[[ EXERCISE MATERIAL open ]]
/// Narrative templates for recommendations and protocols.
/// Wording is advisory and clinician-facing; every string is selected
/// deterministically from a category, decision or trigger.
pub struct MessageTemplates;

impl MessageTemplates {
    // -- surgical bands ----------------------------------------------------

    pub const SURGICAL_LOW: &'static str =
        "Standard surgical candidate. Proceed with routine preoperative evaluation.";

    pub const SURGICAL_INTERMEDIATE: &'static str =
        "Heart team review recommended. Consider a transcatheter or less invasive alternative \
         and optimize comorbidities before surgery.";

    pub const SURGICAL_HIGH: &'static str =
        "High operative risk. Heart team evaluation required; favor a transcatheter approach \
         or medical management where appropriate.";

    // -- stroke / bleeding bands -----------------------------------------

    pub const STROKE_LOW: &'static str =
        "Low thromboembolic risk. Brief interruption of anticoagulation is generally safe.";

    pub const STROKE_INTERMEDIATE: &'static str =
        "Intermediate thromboembolic risk. Weigh bridging against procedural bleeding risk.";

    pub const STROKE_HIGH: &'static str =
        "High thromboembolic risk. Minimize time without anticoagulant coverage.";

    pub const BLEEDING_LOW: &'static str =
        "Acceptable bleeding risk for periprocedural heparin bridging.";

    pub const BLEEDING_HIGH: &'static str =
        "Elevated bleeding risk. Avoid bridging agents and address modifiable bleeding factors.";

    // -- amputation bands ------------------------------------------------

    pub const AMPUTATION_LOW: &'static str =
        "Limb threat is limited. Continue wound care and surveillance.";

    pub const AMPUTATION_INTERMEDIATE: &'static str =
        "Meaningful limb threat. Expedite vascular imaging and revascularization planning.";

    pub const AMPUTATION_HIGH: &'static str =
        "Major amputation risk is high. Prioritize limb-salvage intervention and discuss goals \
         of care.";

    // -- bridging protocols ---------------------------------------------

    /// Protocol text when bridging is indicated; interruption lengthens with
    /// procedural bleeding risk.
    pub fn bridge_protocol(procedure_days_hold: u8, resume_hours: &str) -> String {
        format!(
            "Bridge: hold warfarin {procedure_days_hold} days before the procedure. Start \
             therapeutic low-molecular-weight heparin when INR falls below range; give the last \
             dose 24 hours pre-procedure. Resume warfarin the evening after, and restart heparin \
             {resume_hours} post-procedure once hemostasis is secure, until INR is therapeutic."
        )
    }

    pub const BRIDGE_LOW_BLEED_PROCEDURE: &'static str =
        "Bridge only if interrupted: low-bleeding-risk procedure, continue anticoagulation \
         without interruption where feasible. If it must be held, hold warfarin 3 days and cover \
         with low-molecular-weight heparin, last dose 24 hours pre-procedure, resuming 24 hours \
         after.";

    pub const NO_BRIDGE_PROTOCOL: &'static str =
        "No bridging: stop the oral anticoagulant before the procedure according to agent and \
         renal function (warfarin 5 days, DOAC 24-48 hours) and resume 24-72 hours afterward once \
         hemostasis is secure. No parenteral bridging agent.";

    pub fn consider_protocol(stroke: u8, bleeding: u8) -> String {
        format!(
            "Consider bridging: intermediate balance between thromboembolic risk (stroke score \
             {stroke}) and bleeding risk (bleeding score {bleeding}). Decide on an individualized \
             basis, weighing prior thromboembolic events, valve type and procedural bleeding risk."
        )
    }

    // -- limb advisories ---------------------------------------------------

    pub const LIMB_URGENT_REVASCULARIZATION: &'static str =
        "Urgent vascular surgery consultation for revascularization.";

    pub const LIMB_MULTIDISCIPLINARY: &'static str =
        "Complex anatomy: multidisciplinary limb-salvage team planning recommended.";

    pub const LIMB_WOUND_CARE: &'static str =
        "Limited run-off: aggressive wound care and close surveillance.";

    pub const LIMB_RISK_FACTOR_MODIFICATION: &'static str =
        "Risk factor modification: smoking cessation and intensive glycemic control.";

    // -- therapeutic range ------------------------------------------------

    pub fn poor_control(percent: f64) -> String {
        format!(
            "Time in therapeutic range is {percent:.0}%, below the 60% threshold. Review \
             adherence, interacting drugs and the choice of anticoagulant."
        )
    }
}

#[cfg(test)]
mod tests {
    use super::*;

    #[test]
    fn bridge_protocol_mentions_hold_window() {
        let text = MessageTemplates::bridge_protocol(5, "48-72 hours");
        assert!(text.contains("hold warfarin 5 days"));
        assert!(text.contains("48-72 hours"));
    }

    #[test]
    fn consider_protocol_names_both_scores() {
        let text = MessageTemplates::consider_protocol(3, 2);
        assert!(text.contains("stroke score 3"));
        assert!(text.contains("bleeding score 2"));
        assert!(text.contains("individualized"));
    }

    #[test]
    fn poor_control_rounds_percentage() {
        assert!(MessageTemplates::poor_control(42.4).contains("42%"));
    }
}
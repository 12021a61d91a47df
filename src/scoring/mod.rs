//! Clinical risk stratification: three independent rule-based models.
//!
//! 1. Surgical risk: 30-day mortality and morbidity from weighted
//!    comorbidity and procedure factors
//! 2. Bridging: periprocedural anticoagulation decision from stroke and
//!    bleeding scores, plus time in therapeutic range
//! 3. Limb ischemia: WIfI staging feeding amputation-risk and
//!    limb-salvage estimates
//!
//! Every model is a pure function of validated input. Inputs pass through
//! `validation` first; scores are turned into bands by the shared
//! `categorizer`.

pub mod bridging;
pub mod categorizer;
pub mod engine;
pub mod limb;
pub mod messages;
pub mod reference;
pub mod surgical;
pub mod therapeutic;
pub mod types;
pub mod validation;

pub use bridging::{cha2ds2_vasc, decide_bridging, has_bled};
pub use categorizer::{categorize, Band, BandTable};
pub use engine::DefaultRiskEngine;
pub use limb::{
    assess_limb, estimate_amputation_risk, estimate_limb_salvage_rate, limb_recommendations,
    stage_limb_ischemia,
};
pub use reference::ScoringReference;
pub use surgical::score_surgical_risk;
pub use therapeutic::compute_time_in_therapeutic_range;
pub use types::*;
pub use validation::{validate, validate_inr_readings, validate_wifi_grades};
[[ EXERCISE MATERIAL closed ]]
- TASK ITEM:
Sift through the material above and copy the lines that contain the word "decision".

- FINAL ANSWER:
/// deterministically from a category, decision or trigger.
//! 2. Bridging: periprocedural anticoagulation decision from stroke and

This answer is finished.